US AI Safety encompasses the policies, institutions, and technical programs through which the United States government seeks to understand and reduce potential harms from Artificial intelligence. These efforts have intensified as advanced Machine learning systems, including Large language models and Generative AI tools, have become more capable and widely deployed. The approach combines voluntary industry commitments, federal research and evaluation, and regulatory guidance, with a focus on both near-term risks such as bias and misuse, and longer-term concerns about autonomous systems.
Federal Coordination and Institutes
A central element of US AI Safety is the U.S. AI Safety Institute (AISI), established within the National Institute of Standards and Technology (NIST) in 2023. AISI conducts testing and evaluation of frontier AI models, develops safety guidelines, and collaborates with international counterparts. It emerged from the Biden administration's October 2023 Executive Order on Safe, Secure, and Trustworthy Development and Use of Artificial Intelligence, which directed NIST to create the institute. The order also mandated risk assessments for critical infrastructure and required developers of the most powerful models to share safety test results with the government.
In addition to AISI, the White House established the AI Task Force and later the AI Safety and Security Board under the Department of Homeland Security. These bodies bring together officials from agencies including the Department of Defense, the Department of Energy, and the National Science Foundation. Their work includes evaluating AI applications in sectors like energy, healthcare, and transportation, and ensuring that federal procurement of AI systems meets safety standards.
Voluntary Commitments and Industry Engagement
The US government has relied heavily on voluntary agreements with major AI developers. In July 2023, the White House secured commitments from leading firms, including OpenAI, Anthropic, Google DeepMind, and others, to implement external red-team testing, watermark AI-generated content, and share information on safety incidents. These commitments were followed by a broader set of pledges in 2024, covering topics such as model evaluation before release and investment in cybersecurity measures.
While not legally binding, these agreements have shaped industry practice. AISI has also engaged directly with companies to conduct pre-release evaluations of frontier models, with results sometimes published in safety reports. This collaborative model aims to balance innovation with oversight, though critics argue that voluntary measures lack enforcement mechanisms.
Technical Research and Evaluation
US AI Safety includes substantial investment in technical research to measure and improve model safety.

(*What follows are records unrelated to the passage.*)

#[cfg(test)]
mod tests {
    use super::*;
    use crate::operations::OperationKind;
    use pretty_assertions::assert_eq;
    use schematic_core::{Column, DataType, DatabaseIndex, DatabaseKey, Table};

    fn table(name: &str) -> Table {
        Table::new(name).column(Column::new("id", DataType::new("integer")).not_null())
    }

    fn fk(child: &str, parent: &str) -> RelationalKey {
        RelationalKey::new(
            child,
            DatabaseKey::foreign(["parent_id"]).named(format!("fk_{child}_{parent}")),
            parent,
            DatabaseKey::primary(["id"]),
        )
    }

    fn kinds(ops: &[MigrationOperation]) -> Vec<OperationKind> {
        ops.iter().map(MigrationOperation::kind).collect()
    }

    #[test]
    fn test_parent_created_before_foreign_key() {
        let ops = vec![
            MigrationOperation::AddForeignKey {
                foreign_key: fk("child", "parent"),
            },
            MigrationOperation::CreateTable { table: table("child") },
            MigrationOperation::CreateTable { table: table("parent") },
        ];
        let sorted = sort(ops, &IdentifierDefaults::new()).unwrap();
        assert_eq!(
            kinds(&sorted),
            vec![
                OperationKind::CreateTable,
                OperationKind::CreateTable,
                OperationKind::AddForeignKey
            ]
        );
    }

    #[test]
    fn test_foreign_key_dropped_before_parent() {
        let ops = vec![
            MigrationOperation::DropTable { table: table("parent") },
            MigrationOperation::DropTable { table: table("child") },
            MigrationOperation::DropForeignKey {
                foreign_key: fk("child", "parent"),
            },
        ];
        let sorted = sort(ops, &IdentifierDefaults::new()).unwrap();
        assert_eq!(sorted[0].kind(), OperationKind::DropForeignKey);
        assert_eq!(sorted[1], MigrationOperation::DropTable { table: table("parent") });
    }

    #[test]
    fn test_child_table_dropped_before_parent_without_key_drop() {
        let child = table("child").foreign_key(fk("child", "parent"));
        let ops = vec![
            MigrationOperation::DropTable { table: table("parent") },
            MigrationOperation::DropTable { table: child.clone() },
        ];
        let sorted = sort(ops, &IdentifierDefaults::new()).unwrap();
        assert_eq!(sorted[0], MigrationOperation::DropTable { table: child });
    }

    #[test]
    fn test_mutual_references_are_a_cycle() {
        let a = table("a").foreign_key(fk("a", "b"));
        let b = table("b").foreign_key(fk("b", "a"));
        let ops = vec![
            MigrationOperation::DropTable { table: a },
            MigrationOperation::DropTable { table: b },
        ];
        let err = sort(ops, &IdentifierDefaults::new()).unwrap_err();
        assert!(err.description.contains("Circular"));
        assert_eq!(err.operation.kind(), OperationKind::DropTable);
    }

    #[test]
    fn test_drop_before_recreate() {
        let old = DatabaseIndex::new("ix", ["id"]);
        let new = DatabaseIndex::new("ix", ["id"]).unique();
        let ops = vec![
            MigrationOperation::CreateIndex {
                table: Identifier::new("t"),
                index: new,
            },
            MigrationOperation::DropIndex {
                table: Identifier::new("t"),
                index: old,
            },
        ];
        let sorted = sort(ops, &IdentifierDefaults::new()).unwrap();
        assert_eq!(
            kinds(&sorted),
            vec![OperationKind::DropIndex, OperationKind::CreateIndex]
        );
    }

    #[test]
    fn test_stable_within_phase() {
        let ops = vec![
            MigrationOperation::sql("SELECT 1"),
            MigrationOperation::CreateTable { table: table("b") },
            MigrationOperation::CreateTable { table: table("a") },
        ];
        let sorted = sort(ops, &IdentifierDefaults::new()).unwrap();
        assert_eq!(sorted[0], MigrationOperation::CreateTable { table: table("b") });
        assert_eq!(sorted[1], MigrationOperation::CreateTable { table: table("a") });
        assert_eq!(sorted[2].kind(), OperationKind::Sql);
    }

    #[test]
    fn test_view_created_before_its_index() {
        let ops = vec![
            MigrationOperation::CreateIndex {
                table: Identifier::new("v"),
                index: DatabaseIndex::new("ix_v", ["id"]),
            },
            MigrationOperation::CreateView {
                view: schematic_core::View::new("v", "SELECT 1 AS id").materialized(),
            },
        ];
        let sorted = sort(ops, &IdentifierDefaults::new()).unwrap();
        assert_eq!(
            kinds(&sorted),
            vec![OperationKind::CreateView, OperationKind::CreateIndex]
        );
    }

    #[test]
    fn test_child_dropped_before_differently_spelled_parent() {
        let defaults = IdentifierDefaults::new().schema("dbo");
        let key = RelationalKey {
            parent_table: Identifier::with_schema("dbo", "parent"),
            ..fk("child", "parent")
        };
        let child = table("child").foreign_key(key);
        let ops = vec![
            MigrationOperation::DropTable { table: table("parent") },
            MigrationOperation::DropTable { table: child.clone() },
        ];
        let sorted = sort(ops, &defaults).unwrap();
        assert_eq!(sorted[0], MigrationOperation::DropTable { table: child });
    }

    #[test]
    fn test_qualified_table_created_before_its_column() {
        let defaults = IdentifierDefaults::new().schema("dbo");
        let ops = vec![
            MigrationOperation::AddColumn {
                table: Identifier::new("t"),
                column: Column::new("name", DataType::new("text")),
            },
            MigrationOperation::CreateTable {
                table: Table::new(Identifier::with_schema("dbo", "t"))
                    .column(Column::new("id", DataType::new("integer")).not_null()),
            },
        ];
        let sorted = sort(ops, &defaults).unwrap();
        assert_eq!(
            kinds(&sorted),
            vec![OperationKind::CreateTable, OperationKind::AddColumn]
        );
    }
}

NIST has developed the AI Risk Management Framework, a voluntary set of guidelines for identifying and managing AI risks. AISI's testing protocols cover areas such as harmful content generation, bias, and the potential for models to assist in cyberattacks or the creation of biological weapons.
Federal agencies also fund academic research on AI safety topics like interpretability, robustness, and alignment. The National Science Foundation has launched programs supporting studies of AI's societal impacts, while the Defense Advanced Research Projects Agency (DARPA) has explored methods for verifying and validating AI systems. These efforts aim to create tools that can detect when models behave unpredictably or deviate from their intended purposes.

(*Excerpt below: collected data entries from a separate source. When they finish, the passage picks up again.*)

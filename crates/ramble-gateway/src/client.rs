//! Route service HTTP client.

use std::time::Duration;

use anyhow::{anyhow, Context, Result};
use async_trait::async_trait;
use reqwest::{Client, Response};
use serde::de::DeserializeOwned;
use serde::Serialize;
use serde_json::Value;
use uuid::Uuid;

use ramble_core::gateway::RouteGateway;
use ramble_core::models::{
    ExploreRequest, ExploreResult, GenerateRequest, Route, RouteFeature, SaveRouteRequest,
    SavedRouteDetail, SavedRouteSummary, SnapRequest,
};

use crate::config::Config;

/// HTTP client for the routing/elevation/storage API.
pub struct ApiClient {
    client: Client,
    base_url: String,
}

impl ApiClient {
    pub fn new(config: &Config) -> Result<Self> {
        Ok(Self {
            client: Client::builder()
                .timeout(Duration::from_secs(config.timeout_secs))
                .build()
                .context("Failed to build HTTP client")?,
            base_url: config.base_url.trim_end_matches('/').to_string(),
        })
    }

    fn url(&self, path: &str) -> String {
        format!("{}/api/v1{}", self.base_url, path)
    }

    async fn post_json<B: Serialize + Sync, T: DeserializeOwned>(
        &self,
        path: &str,
        body: &B,
        what: &str,
    ) -> Result<T> {
        let url = self.url(path);
        tracing::debug!(%url, "sending {what} request");
        let response = self
            .client
            .post(&url)
            .json(body)
            .send()
            .await
            .with_context(|| format!("Failed to send {what} request"))?;
        parse_response(response, what).await
    }

    async fn get_json<T: DeserializeOwned>(&self, path: &str, what: &str) -> Result<T> {
        let url = self.url(path);
        tracing::debug!(%url, "sending {what} request");
        let response = self
            .client
            .get(&url)
            .send()
            .await
            .with_context(|| format!("Failed to send {what} request"))?;
        parse_response(response, what).await
    }
}

async fn parse_response<T: DeserializeOwned>(response: Response, what: &str) -> Result<T> {
    if !response.status().is_success() {
        let status = response.status();
        let body = response.text().await.unwrap_or_default();
        return Err(anyhow!("{} failed: {} {}", what, status, error_detail(&body)));
    }
    response
        .json::<T>()
        .await
        .with_context(|| format!("Failed to parse {what} response"))
}

/// Pull the `detail` message out of an API error body, falling back to the
/// raw body when it is not the usual JSON shape.
fn error_detail(body: &str) -> String {
    serde_json::from_str::<Value>(body)
        .ok()
        .and_then(|value| {
            value
                .get("detail")
                .and_then(|detail| detail.as_str())
                .map(|detail| detail.to_string())
        })
        .unwrap_or_else(|| body.to_string())
}

#[async_trait]
impl RouteGateway for ApiClient {
    async fn generate(&self, request: GenerateRequest) -> Result<Route> {
        let feature: RouteFeature = self
            .post_json("/generate", &request, "route generation")
            .await?;
        Ok(Route::from_feature(feature))
    }

    async fn snap(&self, request: SnapRequest) -> Result<Route> {
        let feature: RouteFeature = self.post_json("/snap", &request, "route snap").await?;
        Ok(Route::from_feature(feature))
    }

    async fn explore(&self, request: ExploreRequest) -> Result<ExploreResult> {
        self.post_json("/explore", &request, "route exploration").await
    }

    async fn save_route(&self, request: SaveRouteRequest) -> Result<SavedRouteSummary> {
        self.post_json("/routes", &request, "route save").await
    }

    async fn list_routes(&self) -> Result<Vec<SavedRouteSummary>> {
        self.get_json("/routes", "route list").await
    }

    async fn get_route(&self, id: Uuid) -> Result<SavedRouteDetail> {
        self.get_json(&format!("/routes/{id}"), "route fetch").await
    }

    async fn delete_route(&self, id: Uuid) -> Result<()> {
        let response = self
            .client
            .delete(self.url(&format!("/routes/{id}")))
            .send()
            .await
            .context("Failed to send route delete request")?;

        // Already gone counts as deleted.
        if response.status().as_u16() == 404 {
            return Ok(());
        }
        if !response.status().is_success() {
            let status = response.status();
            let body = response.text().await.unwrap_or_default();
            return Err(anyhow!("route delete failed: {} {}", status, error_detail(&body)));
        }
        Ok(())
    }
}

#[cfg(test)]
mod tests {
    use super::*;

    #[test]
    fn error_detail_extracts_fastapi_shape() {
        assert_eq!(
            error_detail(r#"{"detail": "Valhalla unreachable"}"#),
            "Valhalla unreachable"
        );
    }

    #[test]
    fn error_detail_falls_back_to_raw_body() {
        assert_eq!(error_detail("<html>bad gateway</html>"), "<html>bad gateway</html>");
        assert_eq!(error_detail(r#"{"message": "other"}"#), r#"{"message": "other"}"#);
    }

    #[test]
    fn base_url_trailing_slash_is_trimmed() {
        let config = Config {
            base_url: "http://localhost:8000/".to_string(),
            timeout_secs: 5,
        };
        let client = ApiClient::new(&config).unwrap();
        assert_eq!(client.url("/generate"), "http://localhost:8000/api/v1/generate");
    }
}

Legislative and Regulatory Landscape
US AI Safety has evolved through a mix of executive action and proposed legislation. As of 2025, Congress has not passed comprehensive AI safety legislation, but several bills have been introduced. These include proposals to require impact assessments for high-risk AI applications, create a federal AI oversight agency, and mandate disclosure of training data. State-level initiatives, particularly in California and Colorado, have also introduced requirements for transparency and risk management, though these vary significantly.
Regulatory agencies have acted within existing authorities. The Federal Trade Commission has investigated deceptive AI practices, the Equal Employment Opportunity Commission has issued guidance on algorithmic hiring, and the Consumer Financial Protection Bureau has addressed AI in lending. These actions reflect a sector-by-sector approach rather than a unified federal statute.
International Collaboration and Challenges
US AI Safety efforts are closely tied to international cooperation. The US participates in the International Network of AI Safety Institutes, a coalition launched in 2024 that includes the UK, the European Union, and other nations. This network facilitates joint testing exercises and the sharing of best practices. The US has also engaged in multilateral forums such as the G7 and the United Nations, advocating for common safety principles.
Challenges remain significant. The rapid pace of AI development often outstrips regulatory processes, and the decentralized nature of US governance means that federal guidance may not apply to all actors. Additionally, there is ongoing debate about how to define and measure 'safety' for systems that can evolve through Deep learning and reinforcement learning. As of 2025, the US continues to refine its approach, balancing the promotion of Artificial intelligence innovation with the imperative to protect public welfare.